Until the second quarter of 2008, RBC's cash and short-term investments of $232 million exceeded its short-term debt of $158 million. In the third quarter of 2008, we believe that investments would constitute more than 50% of RBC's short-term resources, as the cash balance itself would have declined due to debt repayment and payment for acquisitions and capital expenditure. Given the recent sharp fall in equity prices in Russia and poor stock exchange trading conditions, we estimate the financial investment part of RBC's liquidity to have considerably eroded, which implies that, together with available cash balances, the company no longer has sufficient liquid assets to cover debt obligations through the end of 2009. The group's capacity to meet its debt obligations is therefore dependant upon the rollover of debt maturities or issuance of new debt, which is obviously challenging in the current credit environment.

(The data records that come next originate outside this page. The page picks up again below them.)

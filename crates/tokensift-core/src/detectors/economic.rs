//! Owner-tunable economics: fees, address lists, transaction limits.

use regex::Regex;

use crate::detectors::{DetectorResult, owner_modifier};
use crate::error::Error;
use crate::rules::catalog::RiskType;
use crate::rules::finding::RiskFinding;
use crate::source::model::StructuralModel;
use crate::source::patterns::{
    RE_BLACKLIST_NAME, RE_FEE_SETTER_FN, RE_LIST_SETTER_FN, RE_MAX_TX_NAME, RE_SETTER_PREFIX,
    RE_WHITELIST_NAME, compiled,
};

pub fn detect(model: &StructuralModel) -> DetectorResult {
    let fee_setter = compiled(&RE_FEE_SETTER_FN, "fee_setter_fn")?;
    let list_setter = compiled(&RE_LIST_SETTER_FN, "list_setter_fn")?;
    let setter_prefix = compiled(&RE_SETTER_PREFIX, "setter_prefix")?;
    let blacklist = compiled(&RE_BLACKLIST_NAME, "blacklist_name")?;
    let whitelist = compiled(&RE_WHITELIST_NAME, "whitelist_name")?;
    let max_tx = compiled(&RE_MAX_TX_NAME, "max_tx_name")?;

    let mut findings = Vec::new();

    for f in model.functions().iter().filter(|f| fee_setter.is_match(&f.name)) {
        if let Some(m) = owner_modifier(model, f)? {
            findings.push(
                RiskFinding::at(
                    model,
                    RiskType::AdjustableFees,
                    f.start_line,
                    format!("fee parameters can be changed through `{}`", f.name),
                )
                .with_function(&f.name)
                .with_modifier(m),
            );
        }
    }

    findings.extend(address_list(model, RiskType::BlacklistModification, blacklist, list_setter, "blacklist")?);
    findings.extend(address_list(model, RiskType::WhitelistModification, whitelist, list_setter, "whitelist")?);

    let has_limit = model.variables().iter().any(|v| max_tx.is_match(&v.name));
    if has_limit {
        for f in model
            .functions()
            .iter()
            .filter(|f| setter_prefix.is_match(&f.name) && max_tx.is_match(&f.name))
        {
            if let Some(m) = owner_modifier(model, f)? {
                findings.push(
                    RiskFinding::at(
                        model,
                        RiskType::MaxTxLimit,
                        f.start_line,
                        format!("transaction size limit can be changed through `{}`", f.name),
                    )
                    .with_function(&f.name)
                    .with_modifier(m),
                );
                break;
            }
        }
    }

    Ok(findings)
}

/// A list-named mapping plus an owner-gated function that edits it.
fn address_list(
    model: &StructuralModel,
    risk_type: RiskType,
    list_name: &Regex,
    list_setter: &Regex,
    label: &str,
) -> Result<Option<RiskFinding>, Error> {
    let has_mapping = model
        .variables()
        .iter()
        .any(|v| v.is_mapping() && list_name.is_match(&v.name));
    if !has_mapping {
        return Ok(None);
    }

    for f in model
        .functions()
        .iter()
        .filter(|f| list_name.is_match(&f.name) && list_setter.is_match(&f.name))
    {
        if let Some(m) = owner_modifier(model, f)? {
            return Ok(Some(
                RiskFinding::at(
                    model,
                    risk_type,
                    f.start_line,
                    format!("owner can edit the {label} through `{}`", f.name),
                )
                .with_function(&f.name)
                .with_modifier(m),
            ));
        }
    }

    Ok(None)
}
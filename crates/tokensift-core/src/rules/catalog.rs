//! Closed catalog of risk types.
//!
//! Every finding carries a `RiskType`. Severity and weight are looked up
//! from this table and are never assigned by a detector, so two findings
//! of the same type always contribute identically to the score.

use serde::{Deserialize, Serialize};

/// Severity rank of a risk type.
///
/// Variant order is the canonical report order: `Critical` sorts first.
#[derive(Debug, Clone, Copy, Serialize, Deserialize, PartialEq, Eq, PartialOrd, Ord, Hash)]
#[serde(rename_all = "SCREAMING_SNAKE_CASE")]
pub enum Severity {
    Critical,
    High,
    Medium,
    Low,
}

impl Severity {
    pub fn as_str(&self) -> &'static str {
        match self {
            Severity::Critical => "CRITICAL",
            Severity::High => "HIGH",
            Severity::Medium => "MEDIUM",
            Severity::Low => "LOW",
        }
    }
}

impl std::fmt::Display for Severity {
    fn fmt(&self, f: &mut std::fmt::Formatter<'_>) -> std::fmt::Result {
        f.write_str(self.as_str())
    }
}

#[derive(Debug, Clone, Copy, Serialize, Deserialize, PartialEq, Eq, PartialOrd, Ord, Hash)]
#[serde(rename_all = "SCREAMING_SNAKE_CASE")]
pub enum RiskType {
    UnlimitedMinting,
    OwnerRestrictedMinting,
    WithdrawFunction,
    EmergencyWithdrawal,
    BalanceManipulation,
    CentralizedOwnership,
    PausableContract,
    OwnershipTransfer,
    DelegatecallUsage,
    UupsProxy,
    TransparentProxy,
    Selfdestruct,
    TxOrigin,
    UncheckedCall,
    AdjustableFees,
    BlacklistModification,
    WhitelistModification,
    MaxTxLimit,
}

impl RiskType {
    pub const ALL: [RiskType; 18] = [
        RiskType::UnlimitedMinting,
        RiskType::OwnerRestrictedMinting,
        RiskType::WithdrawFunction,
        RiskType::EmergencyWithdrawal,
        RiskType::BalanceManipulation,
        RiskType::CentralizedOwnership,
        RiskType::PausableContract,
        RiskType::OwnershipTransfer,
        RiskType::DelegatecallUsage,
        RiskType::UupsProxy,
        RiskType::TransparentProxy,
        RiskType::Selfdestruct,
        RiskType::TxOrigin,
        RiskType::UncheckedCall,
        RiskType::AdjustableFees,
        RiskType::BlacklistModification,
        RiskType::WhitelistModification,
        RiskType::MaxTxLimit,
    ];

    /// The fixed `(severity, weight)` entry for this type.
    pub const fn profile(&self) -> (Severity, f64) {
        match self {
            RiskType::UnlimitedMinting => (Severity::Critical, 3.0),
            RiskType::OwnerRestrictedMinting => (Severity::Medium, 1.0),
            RiskType::WithdrawFunction => (Severity::High, 2.0),
            RiskType::EmergencyWithdrawal => (Severity::High, 1.5),
            RiskType::BalanceManipulation => (Severity::Critical, 3.5),
            RiskType::CentralizedOwnership => (Severity::High, 2.0),
            RiskType::PausableContract => (Severity::Medium, 1.0),
            RiskType::OwnershipTransfer => (Severity::Low, 0.5),
            RiskType::DelegatecallUsage => (Severity::High, 2.5),
            RiskType::UupsProxy => (Severity::Medium, 1.5),
            RiskType::TransparentProxy => (Severity::Medium, 1.5),
            RiskType::Selfdestruct => (Severity::Critical, 4.0),
            RiskType::TxOrigin => (Severity::High, 2.0),
            RiskType::UncheckedCall => (Severity::Medium, 1.0),
            RiskType::AdjustableFees => (Severity::Medium, 1.5),
            RiskType::BlacklistModification => (Severity::High, 2.0),
            RiskType::WhitelistModification => (Severity::Medium, 1.0),
            RiskType::MaxTxLimit => (Severity::Low, 0.5),
        }
    }

    pub const fn severity(&self) -> Severity {
        self.profile().0
    }

    pub const fn weight(&self) -> f64 {
        self.profile().1
    }

    /// External identifier, identical to the serialized form.
    pub fn as_str(&self) -> &'static str {
        match self {
            RiskType::UnlimitedMinting => "UNLIMITED_MINTING",
            RiskType::OwnerRestrictedMinting => "OWNER_RESTRICTED_MINTING",
            RiskType::WithdrawFunction => "WITHDRAW_FUNCTION",
            RiskType::EmergencyWithdrawal => "EMERGENCY_WITHDRAWAL",
            RiskType::BalanceManipulation => "BALANCE_MANIPULATION",
            RiskType::CentralizedOwnership => "CENTRALIZED_OWNERSHIP",
            RiskType::PausableContract => "PAUSABLE_CONTRACT",
            RiskType::OwnershipTransfer => "OWNERSHIP_TRANSFER",
            RiskType::DelegatecallUsage => "DELEGATECALL_USAGE",
            RiskType::UupsProxy => "UUPS_PROXY",
            RiskType::TransparentProxy => "TRANSPARENT_PROXY",
            RiskType::Selfdestruct => "SELFDESTRUCT",
            RiskType::TxOrigin => "TX_ORIGIN",
            RiskType::UncheckedCall => "UNCHECKED_CALL",
            RiskType::AdjustableFees => "ADJUSTABLE_FEES",
            RiskType::BlacklistModification => "BLACKLIST_MODIFICATION",
            RiskType::WhitelistModification => "WHITELIST_MODIFICATION",
            RiskType::MaxTxLimit => "MAX_TX_LIMIT",
        }
    }
}

impl std::fmt::Display for RiskType {
    fn fmt(&self, f: &mut std::fmt::Formatter<'_>) -> std::fmt::Result {
        f.write_str(self.as_str())
    }
}

#[cfg(test)]
mod tests {
    use super::*;

    #[test]
    fn severity_orders_critical_first() {
        let mut sevs = vec![Severity::Low, Severity::Critical, Severity::Medium, Severity::High];
        sevs.sort();
        assert_eq!(
            sevs,
            vec![Severity::Critical, Severity::High, Severity::Medium, Severity::Low]
        );
    }

    #[test]
    fn profile_matches_known_entries() {
        assert_eq!(RiskType::UnlimitedMinting.profile(), (Severity::Critical, 3.0));
        assert_eq!(RiskType::Selfdestruct.profile(), (Severity::Critical, 4.0));
        assert_eq!(RiskType::CentralizedOwnership.profile(), (Severity::High, 2.0));
    }

    #[test]
    fn every_weight_is_positive_and_bounded() {
        for t in RiskType::ALL {
            let w = t.weight();
            assert!(w > 0.0 && w <= 10.0, "{t} has weight {w}");
        }
    }

    #[test]
    fn serialized_name_matches_as_str() {
        for t in RiskType::ALL {
            let s = serde_json::to_string(&t).unwrap();
            assert_eq!(s.trim_matches('"'), t.as_str());
        }
        assert_eq!(serde_json::to_string(&Severity::Medium).unwrap(), "\"MEDIUM\"");
    }
}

In addition to the liquidity and refinancing risks, the CreditWatch placement reflects our concerns regarding the unavailability of audited financial statements for 2007, and consequently, RBC not fulfilling its reporting commitments to its lenders. Furthermore, we expect that the current economic conditions and market pressures in Russia to result in RBC's inability to sustain its strong operating performance of the first half in the second half of the year.

RBC's credit profile benefits from its solidifying market position, continuing scale expansion, and improving revenue diversification. RBC reported a strong performance in the first half of 2008: Revenues rose to $109 million, a 42% increase year on year, and the consolidated EBITDA margin increased to 30%-32%. The diversity of its client base of 5,500 should partially mitigate RBC's exposure to the cyclical advertising market in Russia, which despite some recent downward pressures, is still growing at a fast pace.

Standard & Poor's will continue to closely monitor the situation. We expect to resolve the CreditWatch placement over the next few weeks by assessing RBC's plans to: refinance its 2009 debt maturities, put in place suitable financing to cover debt obligations at least until year-end 2009, rapidly monetize its financial investments, and reduce its cost base while continuing to increase its share of the Russian media market.

Upon resolution of the CreditWatch placement, the ratings could be either lowered or affirmed. A further downgrade by one to three notches is possible if RBC is unable to rapidly address its weak liquidity and near-term refinancing needs. A negative rating action is also likely if the group is unable to publish its 2007 audited financial statements under International Financial Reporting Standards without any material qualifications within the next one month or if it reports EBITDA margins of less than 15% for the year ending 2008.

However, the ratings could be affirmed if RBC is able to rapidly secure its 2008 and 2009 debt obligations through adequate refinancing and demonstrate its ability to prudently manage its liquidity and financial reporting process, as long as the current delay with respect to publication of the 2007 audited financial statements is limited in scope and nature.